Conference talks

View project on GitHub

TRACES winter school 2024

Introduction to machine learning in Python

Tutorial: This tutorial introduces how to use scikit-learn to craft predictive models using machine learning. It covers the basics of machine learning: the evaluation, give insights about linear models, tree-based models, discussed about hyperparameter tuning and finally goes a bit into confidence intervals prediction.

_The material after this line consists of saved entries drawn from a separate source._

//! Chart-of-accounts domain: TT-133 account numbering, kind derivation, and
//! the built-in standard catalog seeded into new tenants.

use serde::{Deserialize, Serialize};

/// Account classification. Stored as text on the account row.
#[derive(Debug, Clone, Copy, PartialEq, Eq, Serialize, Deserialize)]
#[serde(rename_all = "snake_case")]
pub enum AccountKind {
    Asset,
    Liability,
    Equity,
    Revenue,
    Expense,
    Other,
}

impl AccountKind {
    pub const ALL: [AccountKind; 6] = [
        AccountKind::Asset,
        AccountKind::Liability,
        AccountKind::Equity,
        AccountKind::Revenue,
        AccountKind::Expense,
        AccountKind::Other,
    ];

    pub fn as_str(&self) -> &'static str {
        match self {
            AccountKind::Asset => "asset",
            AccountKind::Liability => "liability",
            AccountKind::Equity => "equity",
            AccountKind::Revenue => "revenue",
            AccountKind::Expense => "expense",
            AccountKind::Other => "other",
        }
    }

    pub fn parse(s: &str) -> Option<Self> {
        Self::ALL.into_iter().find(|k| k.as_str() == s)
    }

    /// Derive the kind from the leading digit of a TT-133 code.
    ///
    /// Classes 1-2 are assets, 3 liabilities, 4 equity; 5 and 7 sit on the
    /// revenue side (sales/financial income and other income), 6 and 8 on
    /// the expense side; class 9 is the income summary.
    pub fn from_code(code: &str) -> Option<Self> {
        match code.chars().next()? {
            '1' | '2' => Some(AccountKind::Asset),
            '3' => Some(AccountKind::Liability),
            '4' => Some(AccountKind::Equity),
            '5' | '7' => Some(AccountKind::Revenue),
            '6' | '8' => Some(AccountKind::Expense),
            '9' => Some(AccountKind::Other),
            _ => None,
        }
    }
}

impl std::fmt::Display for AccountKind {
    fn fmt(&self, f: &mut std::fmt::Formatter<'_>) -> std::fmt::Result {
        f.write_str(self.as_str())
    }
}

/// Parent linkage by code prefix: `1111` hangs under `111`; three-digit
/// codes are top level.
pub fn parent_code(code: &str) -> Option<&str> {
    if code.len() > 3 {
        Some(&code[..code.len() - 1])
    } else {
        None
    }
}

/// One catalog row for seeding
#[derive(Debug, Clone, Serialize, Deserialize)]
pub struct CatalogAccount {
    pub code: String,
    pub name: String,
    #[serde(default)]
    pub kind: Option<String>,
}

impl CatalogAccount {
    /// Resolve the account kind: explicit value wins, else derived from code
    pub fn resolved_kind(&self) -> Option<AccountKind> {
        match self.kind.as_deref() {
            Some(s) => AccountKind::parse(s),
            None => AccountKind::from_code(&self.code),
        }
    }
}

/// Parse a YAML catalog: a list of `{code, name, kind?}` entries
pub fn parse_catalog_yaml(source: &str) -> Result<Vec<CatalogAccount>, serde_yaml::Error> {
    serde_yaml::from_str(source)
}

/// The standard TT-133 account list for small and medium businesses.
/// Codes and names follow circular 133/2016/TT-BTC.
pub fn builtin_catalog() -> Vec<CatalogAccount> {
    const CATALOG: &[(&str, &str)] = &[
        ("111", "Tien mat"),
        ("1111", "Tien Viet Nam"),
        ("1112", "Ngoai te"),
        ("112", "Tien gui ngan hang"),
        ("1121", "Tien Viet Nam"),
        ("1122", "Ngoai te"),
        ("121", "Chung khoan kinh doanh"),
        ("128", "Dau tu nam giu den ngay dao han"),
        ("131", "Phai thu cua khach hang"),
        ("133", "Thue GTGT duoc khau tru"),
        ("1331", "Thue GTGT duoc khau tru cua hang hoa, dich vu"),
        ("1332", "Thue GTGT duoc khau tru cua tai san co dinh"),
        ("136", "Phai thu noi bo"),
        ("138", "Phai thu khac"),
        ("141", "Tam ung"),
        ("151", "Hang mua dang di duong"),
        ("152", "Nguyen lieu, vat lieu"),
        ("153", "Cong cu, dung cu"),
        ("154", "Chi phi san xuat, kinh doanh do dang"),
        ("155", "Thanh pham"),
        ("156", "Hang hoa"),
        ("157", "Hang gui di ban"),
        ("211", "Tai san co dinh"),
        ("2111", "Tai san co dinh huu hinh"),
        ("2112", "Tai san co dinh thue tai chinh"),
        ("2113", "Tai san co dinh vo hinh"),
        ("214", "Hao mon tai san co dinh"),
        ("217", "Bat dong san dau tu"),
        ("229", "Du phong ton that tai san"),
        ("241", "Xay dung co ban do dang"),
        ("242", "Chi phi tra truoc"),
        ("331", "Phai tra cho nguoi ban"),
        ("333", "Thue va cac khoan phai nop Nha nuoc"),
        ("3331", "Thue gia tri gia tang phai nop"),
        ("3334", "Thue thu nhap doanh nghiep"),
        ("3335", "Thue thu nhap ca nhan"),
        ("334", "Phai tra nguoi lao dong"),
        ("335", "Chi phi phai tra"),
        ("338", "Phai tra, phai nop khac"),
        ("341", "Vay va no thue tai chinh"),
        ("411", "Von dau tu cua chu so huu"),
        ("413", "Chenh lech ty gia hoi doai"),
        ("418", "Cac quy thuoc von chu so huu"),
        ("419", "Co phieu quy"),
        ("421", "Loi nhuan sau thue chua phan phoi"),
        ("511", "Doanh thu ban hang va cung cap dich vu"),
        ("5111", "Doanh thu ban hang hoa"),
        ("5112", "Doanh thu ban thanh pham"),
        ("5113", "Doanh thu cung cap dich vu"),
        ("5118", "Doanh thu khac"),
        ("515", "Doanh thu hoat dong tai chinh"),
        ("632", "Gia von hang ban"),
        ("635", "Chi phi tai chinh"),
        ("642", "Chi phi quan ly kinh doanh"),
        ("6421", "Chi phi ban hang"),
        ("6422", "Chi phi quan ly doanh nghiep"),
        ("711", "Thu nhap khac"),
        ("811", "Chi phi khac"),
        ("821", "Chi phi thue thu nhap doanh nghiep"),
        ("911", "Xac dinh ket qua kinh doanh"),
    ];

    CATALOG
        .iter()
        .map(|(code, name)| CatalogAccount {
            code: (*code).to_string(),
            name: (*name).to_string(),
            kind: None,
        })
        .collect()
}

#[cfg(test)]
mod tests {
    use super::*;

    #[test]
    fn kind_from_leading_digit() {
        assert_eq!(AccountKind::from_code("111"), Some(AccountKind::Asset));
        assert_eq!(AccountKind::from_code("211"), Some(AccountKind::Asset));
        assert_eq!(AccountKind::from_code("331"), Some(AccountKind::Liability));
        assert_eq!(AccountKind::from_code("411"), Some(AccountKind::Equity));
        assert_eq!(AccountKind::from_code("511"), Some(AccountKind::Revenue));
        assert_eq!(AccountKind::from_code("711"), Some(AccountKind::Revenue));
        assert_eq!(AccountKind::from_code("642"), Some(AccountKind::Expense));
        assert_eq!(AccountKind::from_code("811"), Some(AccountKind::Expense));
        assert_eq!(AccountKind::from_code("911"), Some(AccountKind::Other));
        assert_eq!(AccountKind::from_code(""), None);
    }

    #[test]
    fn parent_by_prefix() {
        assert_eq!(parent_code("1111"), Some("111"));
        assert_eq!(parent_code("6421"), Some("642"));
        assert_eq!(parent_code("111"), None);
    }

    #[test]
    fn builtin_catalog_is_wellformed() {
        let catalog = builtin_catalog();
        assert!(catalog.len() > 50);

        let mut seen = std::collections::HashSet::new();
        for entry in &catalog {
            assert!(crate::validate::account_code(&entry.code).is_ok(), "{}", entry.code);
            assert!(entry.resolved_kind().is_some(), "{}", entry.code);
            assert!(seen.insert(entry.code.clone()), "duplicate {}", entry.code);

            // every non-top-level code has its parent in the catalog
            if let Some(parent) = parent_code(&entry.code) {
                assert!(
                    catalog.iter().any(|e| e.code == parent),
                    "missing parent {} for {}",
                    parent,
                    entry.code
                );
            }
        }
    }

    #[test]
    fn yaml_catalog_parses() {
        let yaml = r#"
- code: "111"
  name: Tien mat
- code: "9999"
  name: Tai khoan noi bo
  kind: other
"#;
        let parsed = parse_catalog_yaml(yaml).unwrap();
        assert_eq!(parsed.len(), 2);
        assert_eq!(parsed[0].resolved_kind(), Some(AccountKind::Asset));
        assert_eq!(parsed[1].resolved_kind(), Some(AccountKind::Other));
    }
}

Tutorials repository Static course

Sample space podcast 2024

Imbalanced-learn: regrets and onwards

Abstract: Imbalanced-learn is one of the most popular scikit-learn projects out there. It has support for resampling techniques which historically have always been used for imbalanced classification use-cases. However, now that we are a few years down the line, it may be time to start rethinking the library. As it turns out, other techniques may be preferable.

Videos

Practical AI podcast 2024

scikit-learn & data science you own

Abstract: We are at GenAI saturation, so let’s talk about scikit-learn, a long time favorite for data scientists building classifiers, time series analyzers, dimensionality reducers, and more! Scikit-learn is deployed across industry and driving a significant portion of the “AI” that is actually in production. :probabl is a new kind of company that is stewarding this project along with a variety of other open source projects. Yann Lechelle and Guillaume Lemaitre share some of the vision behind the company and talk about the future of scikit-learn!

Podcast

ENGIE 2024

scikit-learn: community insights & latest features

Abstract: Insights regarding the scikit-learn community and some new features available in the latest versions.

Slides

PyData Paris 2024

An update on the latest scikit-learn features

Abstract: In this talk, we provide an update on the latest scikit-learn features that have been implemented in versions 1.4 and 1.5. We will particularly discuss the following features:

  • the metadata routing API allowing to pass metadata around estimators;
  • the TunedThresholdClassifierCV allowing to tuned operational decision through custom metric;
  • better support for categorical features and missing values;
  • interoperability of array and dataframe.

Slides Videos Tutorials repository

EuroSciPy 2024

Probabilistic classification and cost-sensitive learning with scikit-learn

Tutorial: Data scientists are repeatedly told that it is absolutely critical to align their model training methodology with a specific business objective. While being a rather good advice, it usually falls short on details on how to achieve this in practice.

This hands-on tutorial aims to introduce helpful theoretical concepts and concrete software tools to help them bridge this gap. This method will be illustrated on a worked practical use case: optimizing the operations of a fraud detection system for a payment processing platform.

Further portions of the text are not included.